The Four Times of Day: Morning

Accession Number
1971/2.56

Title
The Four Times of Day: Morning

Artist(s)
William Hogarth

Object Creation Date
1738

Medium & Support
etching and engraving on laid paper

Dimensions
18 1/4 in. x 15 5/8 in. ( 46.4 cm x 39.7 cm )

Credit Line
Museum Purchase

Label copy

[Hogarth intro label]
Hogarth created several series of images, such as The Rake’s Progress and Marriage à la Mode, satirizing the mores and values of eighteenth-century England. In The Four Times of Day—a series of prints made after his paintings and intended for a wider audience—Hogarth employed humor both to comment on contemporary society and to breathe new life into the genre of images that marks the progression of time by depicting the seasons, the stages of life, or the times of day.
Turning a long tradition on its head, Hogarth’s portrayals of the times of day (morning, noon, evening, and night) are situated in specific locations in contemporary London rather than an in idealized classical past. Each of the sites he chose was considered disreputable in its day and the congested settings act as foils and contexts for the figures. In this way the pastoral, eternal, and ideal images of Greek and Roman gods and goddesses so often encountered in traditional paintings in this genre become urban, specific, and comic. In addition to creating a specifically English kind of imagery, Hogarth disrupts the tradition linking the times of day with particular seasons, i.e. morning with spring, midday with summer, evening with fall, and night with winter.

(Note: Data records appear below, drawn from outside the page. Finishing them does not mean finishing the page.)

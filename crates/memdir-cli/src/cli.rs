//! CLI argument definitions for the member directory.

use std::path::PathBuf;

use clap::{Parser, Subcommand, ValueEnum};
use clap_verbosity_flag::{Verbosity, WarnLevel};
use colorchoice_clap::Color;

#[derive(Parser)]
#[command(
    name = "memdir",
    version,
    about = "Member directory toolkit - Thai gazetteer and roster utilities",
    long_about = "Query the Thai administrative gazetteer, resolve cascading\n\
                  address selections, and inspect member rosters with\n\
                  Buddhist-Era dates and Thai-rendered addresses."
)]
pub struct Cli {
    #[command(subcommand)]
    pub command: Command,

    /// Adjust log verbosity (-v for info, -vv for debug, -q for errors only).
    #[command(flatten)]
    pub verbosity: Verbosity<WarnLevel>,

    /// Control ANSI color output (auto, always, never).
    #[command(flatten)]
    pub color: Color,

    /// Explicit log level (overrides -v/-q flags).
    #[arg(long = "log-level", value_enum, global = true)]
    pub log_level: Option<LogLevelArg>,

    /// Log output format (pretty for human, json for machine parsing).
    #[arg(
        long = "log-format",
        value_enum,
        default_value = "pretty",
        global = true
    )]
    pub log_format: LogFormatArg,

    /// Write logs to a file instead of stderr.
    #[arg(long = "log-file", value_name = "PATH", global = true)]
    pub log_file: Option<PathBuf>,

    /// Allow record-level member data in trace logs.
    #[arg(long = "log-data", global = true)]
    pub log_data: bool,

    /// Gazetteer data directory (default: MEMDIR_GAZETTEER_DIR or the
    /// bundled data/gazetteer).
    #[arg(long = "data-dir", value_name = "DIR", global = true)]
    pub data_dir: Option<PathBuf>,
}

#[derive(Subcommand)]
pub enum Command {
    /// Verify the gazetteer and report integrity findings.
    Doctor(DoctorArgs),

    /// List provinces with their district and subdistrict counts.
    Provinces,

    /// Show the dependent option lists under a province or district.
    Lookup(LookupArgs),

    /// Run an address value through the selector against the gazetteer.
    Resolve(ResolveArgs),

    /// Import a roster file and print a page of members.
    Roster(RosterArgs),
}

#[derive(Parser)]
pub struct DoctorArgs {
    /// Output format for the report.
    #[arg(long = "format", value_enum, default_value = "table")]
    pub format: ReportFormatArg,
}

#[derive(Parser)]
pub struct LookupArgs {
    /// Province id whose districts to list.
    #[arg(long = "province", value_name = "ID")]
    pub province: i64,

    /// District id whose subdistricts to list instead.
    #[arg(long = "district", value_name = "ID")]
    pub district: Option<i64>,
}

#[derive(Parser)]
pub struct ResolveArgs {
    /// Address value as JSON, e.g.
    /// '{"provinceId":1,"districtId":1001,"subdistrictId":100101}'.
    #[arg(long = "address", value_name = "JSON")]
    pub address: String,
}

#[derive(Parser)]
pub struct RosterArgs {
    /// Roster file to import (.json or .csv).
    #[arg(value_name = "FILE")]
    pub file: PathBuf,

    /// Case-insensitive search term.
    #[arg(long = "search", value_name = "TERM")]
    pub search: Option<String>,

    /// Only show members in this province.
    #[arg(long = "province", value_name = "ID")]
    pub province: Option<i64>,

    /// Sort by first name.
    #[arg(long = "sort", value_enum, default_value = "none")]
    pub sort: SortArg,

    /// Page to display (1-based).
    #[arg(long = "page", value_name = "N", default_value_t = 1)]
    pub page: usize,

    /// Members per page.
    #[arg(long = "per-page", value_name = "N", default_value_t = memdir_roster::DEFAULT_PER_PAGE)]
    pub per_page: usize,

    /// Validate each member and append an issue table.
    #[arg(long = "validate")]
    pub validate: bool,
}

#[derive(Clone, Copy, ValueEnum)]
pub enum ReportFormatArg {
    Table,
    Json,
}

#[derive(Clone, Copy, ValueEnum)]
pub enum SortArg {
    None,
    Asc,
    Desc,
}

/// CLI log level choices.
#[derive(Clone, Copy, ValueEnum)]
pub enum LogLevelArg {
    Error,
    Warn,
    Info,
    Debug,
    Trace,
}

/// CLI log format choices.
#[derive(Clone, Copy, ValueEnum)]
pub enum LogFormatArg {
    Pretty,
    Compact,
    Json,
}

Instead his cycle begins with winter, which he links to morning, and ends with autumn, which he links to night.
William Hogarth
England, 1697–1764
The Four Times of Day: Morning
1738
Etching and engraving
Museum purchase, 1971/2.56
Here the traditional figure of dawn, Aurora, is replaced by a thin woman seen in profile crossing a square in Covent Garden, a formerly aristocratic part of London that by the eighteenth century housed a fruit and vegetable market as well as taverns, theatres, and brothels. The scene is peopled with prostitutes, and the infamous tavern Tom King’s Coffee House, with a group of revelers in the doorway, eclipses the church of St. Paul. Though morning is usually linked with spring and the idea of new life, this scene is set in winter, which is indicated by the snow on the rooftops and people warming their hands over a fire.
Gallery Rotation Winter 2011
William Hogarth
England, 1697–1764
The Four Times of Day: Morning
1738
Etching and engraving
Museum purchase, 1971/2.56
Here the traditional figure of dawn, Aurora, is replaced by a thin woman seen in profile crossing a square in Covent Garden, a formerly aristocratic part of London that by the eighteenth century housed a fruit and vegetable market as well as taverns, theatres, and brothels. The scene is peopled with prostitutes, and the infamous tavern Tom King’s Coffee House, with a group of revelers in the doorway, eclipses the church of St. Paul. Though morning is usually linked with spring and the idea of new life, this scene is set in winter, which is indicated by the snow on the rooftops and people warming their hands over a fire.

Subject matter
Hogarth created several print series that satirize mores and values of 18th century England. In his suite, "The Four Times of Day," executed after a series of paintings, he employed humor, not just to comment on London society but to breathe new life into images marking the times of day. Hogarth translated portrayals of the times of the day from their pastoral origins to that of contemporary London. The pastoral, eternal and ideal here become urban, specific and comic. Each of the London sites shown in this series was considered disreputable in its day and the congested setting acts as a foil and context for the figures.
Morning- Set in Covent Garden, the traditional figure of dawn, Aurora, is replaced by a thin woman seen in profile. Rather than a springtime embodying new life, this scene is set in winter. Hogarth peoples his print with prostitutes and a darkened sky; Tom King’s Coffee House, a tavern with an infamous reputation, eclipses the church of St. Paul seen at right.

Physical Description
This print is vertically oriented with gray markings. A cream border surrounds it and it has “MORNING” written below it. The lower half of the print has a busy square. There is a pyramid of people to the right, with lovers, beggars, and a woman warming her hands over a fire. The left has a woman in a gown and a small boy behind her. Beyond them in the distance is a large mass of people carrying posters. The upper half shows the tops of the buildings that line the square. The rooftops has a dusting of snow, and the clouds are dark as if it were an early winter morning.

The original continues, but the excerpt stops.